Finance Headlines Morocco

Bank Al-Maghrib Expected to Hold Key Rate at 2.25% as Macro Indicators Converge

Bank Al-Maghrib’s Council is scheduled to meet on Tuesday 23 June to set its monetary policy stance for the third quarter of 2026. A review of the latest available macroeconomic indicators points toward a hold on the key rate at its current level of 2.25 percent, with neither an increase nor a cut appearing well-supported by the data.

Inflation remains contained. The consumer price index rose 1.7 percent year-on-year in April 2026, with food prices up a modest 0.6 percent and transport costs advancing 8.4 percent as fuel prices surged 21.8 percent in monthly terms. Crucially, core inflation contracted by 0.3 percent year-on-year, signaling that price pressures have not yet generalized across the economy — a reading that neither justifies a rate increase nor calls for immediate easing.

Growth dynamics support continued caution. The High Commission for Planning projects GDP growth of 4.7 percent in the second quarter, driven by an agricultural rebound, household consumption growth of 4.2 percent and sustained investment. Bank credit is expanding at 7.8 percent year-on-year, with equipment loans rising a robust 14.5 percent — evidence that monetary transmission is functioning and that financial conditions are already accommodating without further stimulus.

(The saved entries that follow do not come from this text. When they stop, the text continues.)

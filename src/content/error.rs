//! Content loading errors

use std::io;
use std::path::PathBuf;
use thiserror::Error;

/// Errors raised while building a [`ContentIndex`](super::ContentIndex)
#[derive(Debug, Error)]
pub enum ContentError {
    /// The content directory, or a file inside it, could not be opened or read
    #[error("content source unavailable: {}: {source}", .path.display())]
    SourceUnavailable {
        path: PathBuf,
        #[source]
        source: io::Error,
    },

    /// A data file is not valid UTF-8 or does not parse as JSON
    #[error("malformed content in {file}: {reason}")]
    MalformedContent { file: String, reason: String },
}

impl ContentError {
    pub(crate) fn unavailable(path: impl Into<PathBuf>, source: io::Error) -> Self {
        Self::SourceUnavailable {
            path: path.into(),
            source,
        }
    }

    pub(crate) fn malformed(file: impl Into<String>, reason: impl ToString) -> Self {
        Self::MalformedContent {
            file: file.into(),
            reason: reason.to_string(),
        }
    }

    /// File name of the offending document, if the error is tied to one
    pub fn file(&self) -> Option<&str> {
        match self {
            Self::MalformedContent { file, .. } => Some(file),
            Self::SourceUnavailable { .. } => None,
        }
    }
}
//! Validate the content directory and list its groups

use anyhow::{Context, Result};

use crate::content::{describe, ContentIndex};
use crate::Site;

/// Load the content directory, print each group, and optionally dump the index
pub fn run(site: &Site, dump: bool) -> Result<()> {
    let index = site
        .load_content()
        .with_context(|| format!("Failed to load content from {:?}", site.data_dir))?;

    print!("{}", summary(&index));

    if dump {
        println!("{}", serde_json::to_string_pretty(&index)?);
    }

    Ok(())
}

/// One line per group with its shape
pub fn summary(index: &ContentIndex) -> String {
    let mut out = format!("Groups ({}):\n", index.len());
    for (name, value) in index.iter() {
        out.push_str(&format!("  {} - {}\n", name, describe(value)));
    }
    out
}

The external sector remains a source of vigilance. Morocco’s goods trade deficit widened by 18.4 percent to 127 billion dirhams to end-April, with the energy bill rising 12 percent. Remittances and tourism receipts provide a partial buffer, but a rate cut could marginally stimulate further import demand without correcting the structural imbalance.

The tentative Iran-US agreement and the resumption of transit through the Strait of Hormuz have eased oil prices, reducing the near-term risk of imported inflation. However, Bank Al-Maghrib is expected to treat this as conditional until negotiations are further advanced. Maintaining the rate at 2.25 percent represents the most calibrated response — preserving accommodative conditions while retaining room for adjustment if circumstances change.